In the PySpark driver, the Spark Context uses Py4j to launch a JVM using the JavaSparkContext. Any RDD transformations are initially mapped to PythonRDD objects in Java.
While this approach allows PySpark to distribute the processing of the data to multiple Python subprocesses on multiple workers, as you can see, there is a lot of context switching and communications overhead between Python and the JVM.

## Catalyst Optimizer refresh

![image.png](attachment:assets/image.png)

This diagram looks similar to the logical/physical planner and cost model/cost-based optimization of a relational database management system (RDBMS):

The significance of this is that, as opposed to immediately processing the query, the Spark engine's Catalyst Optimizer compiles and optimizes a logical plan and has a cost optimizer that determines the most efficient physical plan generated.

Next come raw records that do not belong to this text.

//! Backtest result store
//!
//! Holds one complete report at a time. A run replaces the report wholesale
//! after a simulated delay. Runs are never cancelled: if two overlap, the
//! one whose timer fires last wins.

use std::sync::atomic::{AtomicU64, Ordering};
use std::sync::Arc;
use std::time::Duration;

use chrono::Utc;
use serde::Serialize;
use tokio::task::JoinHandle;
use tracing::{debug, info};

use super::observable::{Store, Subscription};
use crate::config::BacktestConfig;
use crate::domain::{BacktestResult, MonthlyReturn, SummaryStats, Trade, TradeFilter};
use crate::mock::generate_backtest_result;

#[derive(Debug, Clone, PartialEq, Serialize)]
#[serde(rename_all = "camelCase")]
pub struct BacktestState {
    pub result: Option<BacktestResult>,
    pub is_loading: bool,
    pub error: Option<String>,
}

impl BacktestState {
    /// Seed state showing the report of the first demo experiment
    pub fn demo() -> Self {
        let mut result = generate_backtest_result(
            &mut rand::thread_rng(),
            "exp-001",
            crate::domain::DEFAULT_EXPERIMENT_NAME,
            Utc::now(),
        );
        result.id = "bt-001".to_string();

        Self {
            result: Some(result),
            is_loading: false,
            error: None,
        }
    }
}

#[derive(Clone)]
pub struct BacktestStore {
    state: Store<BacktestState>,
    delay: Duration,
    runs: Arc<AtomicU64>,
}

impl BacktestStore {
    pub fn new(initial: BacktestState, config: &BacktestConfig) -> Self {
        Self {
            state: Store::new(initial),
            delay: Duration::from_millis(config.simulated_delay_ms),
            runs: Arc::new(AtomicU64::new(0)),
        }
    }

    pub fn demo(config: &BacktestConfig) -> Self {
        Self::new(BacktestState::demo(), config)
    }

    pub fn snapshot(&self) -> BacktestState {
        self.state.get()
    }

    pub fn is_loading(&self) -> bool {
        self.state.read(|s| s.is_loading)
    }

    pub fn store(&self) -> &Store<BacktestState> {
        &self.state
    }

    pub fn subscribe<F>(&self, listener: F) -> Subscription
    where
        F: Fn(&BacktestState) + Send + Sync + 'static,
    {
        self.state.subscribe(listener)
    }

    /// Mark the store loading and schedule a fresh mock report.
    ///
    /// Must be called inside a tokio runtime. The returned handle may be
    /// awaited or dropped; dropping it does not cancel the run.
    pub fn run_backtest(&self, experiment_id: &str, experiment_name: &str) -> JoinHandle<()> {
        let run = self.runs.fetch_add(1, Ordering::Relaxed) + 1;
        self.state.update(|s| {
            s.is_loading = true;
            s.error = None;
        });
        info!(run, experiment_id, experiment_name, delay_ms = self.delay.as_millis() as u64, "Backtest started");

        let state = self.state.clone();
        let delay = self.delay;
        let experiment_id = experiment_id.to_string();
        let experiment_name = experiment_name.to_string();

        tokio::spawn(async move {
            tokio::time::sleep(delay).await;

            let result = generate_backtest_result(
                &mut rand::thread_rng(),
                &experiment_id,
                &experiment_name,
                Utc::now(),
            );
            debug!(run, id = %result.id, trades = result.trades.len(), "Backtest report generated");

            state.update(|s| {
                s.is_loading = false;
                s.result = Some(result);
            });
            info!(run, experiment_id = %experiment_id, "Backtest finished");
        })
    }

    pub fn clear_result(&self) {
        self.state.update(|s| {
            s.result = None;
            s.error = None;
        });
    }

    // Read-side analytics over the current report; empty when there is none

    pub fn filtered_trades(&self, filter: TradeFilter) -> Vec<Trade> {
        self.state.read(|s| {
            s.result
                .as_ref()
                .map(|r| r.filtered_trades(filter).into_iter().cloned().collect())
                .unwrap_or_default()
        })
    }

    pub fn monthly_returns_for_year(&self, year: i32) -> Vec<MonthlyReturn> {
        self.state.read(|s| {
            s.result
                .as_ref()
                .map(|r| r.monthly_returns_for_year(year).into_iter().cloned().collect())
                .unwrap_or_default()
        })
    }

    pub fn summary_stats(&self) -> Option<SummaryStats> {
        self.state.read(|s| s.result.as_ref().map(BacktestResult::summary_stats))
    }
}

#[cfg(test)]
mod tests {
    use super::*;

    fn config(ms: u64) -> BacktestConfig {
        BacktestConfig {
            simulated_delay_ms: ms,
        }
    }

    #[tokio::test(start_paused = true)]
    async fn test_run_sets_loading_then_replaces_result() {
        let store = BacktestStore::new(BacktestState::demo(), &config(2000));
        let handle = store.run_backtest("exp-1", "Test");

        let s = store.snapshot();
        assert!(s.is_loading);
        assert_eq!(s.result.as_ref().unwrap().experiment_id, "exp-001");

        handle.await.unwrap();
        let s = store.snapshot();
        assert!(!s.is_loading);
        assert_eq!(s.result.unwrap().experiment_id, "exp-1");
    }

    #[tokio::test(start_paused = true)]
    async fn test_clear_result() {
        let store = BacktestStore::demo(&config(10));
        store.clear_result();
        assert!(store.snapshot().result.is_none());
        assert!(store.summary_stats().is_none());
        assert!(store.filtered_trades(TradeFilter::default()).is_empty());
    }

    #[test]
    fn test_demo_report_analytics() {
        let store = BacktestStore::demo(&config(10));
        let stats = store.summary_stats().unwrap();
        assert!(stats.outperformed);
        assert_eq!(store.monthly_returns_for_year(2024).len(), 7);
        assert_eq!(store.filtered_trades(TradeFilter::default()).len(), 156);
    }
}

## Speeding up PySpark with DataFrames

The significance of DataFrames and the Catalyst Optimizer (and Project Tungsten) is the increase in performance of PySpark queries when compared to non-optimized RDD queries.
Prior to the introduction of DataFrames, Python query speeds were often twice as slow as the same Scala queries using RDD. Typically, this slowdown in query performance was due to the communications overhead between Python and the JVM。

## 创建 DataFrame

First, instead of accessing the file system, we will create a DataFrame by generating the data. In this case, we'll first create the stringJSONRDD RDD and then convert it into a DataFrame. This code snippet creates an RDD comprised of swimmers (their ID, name, age, and eye color) in JSON format.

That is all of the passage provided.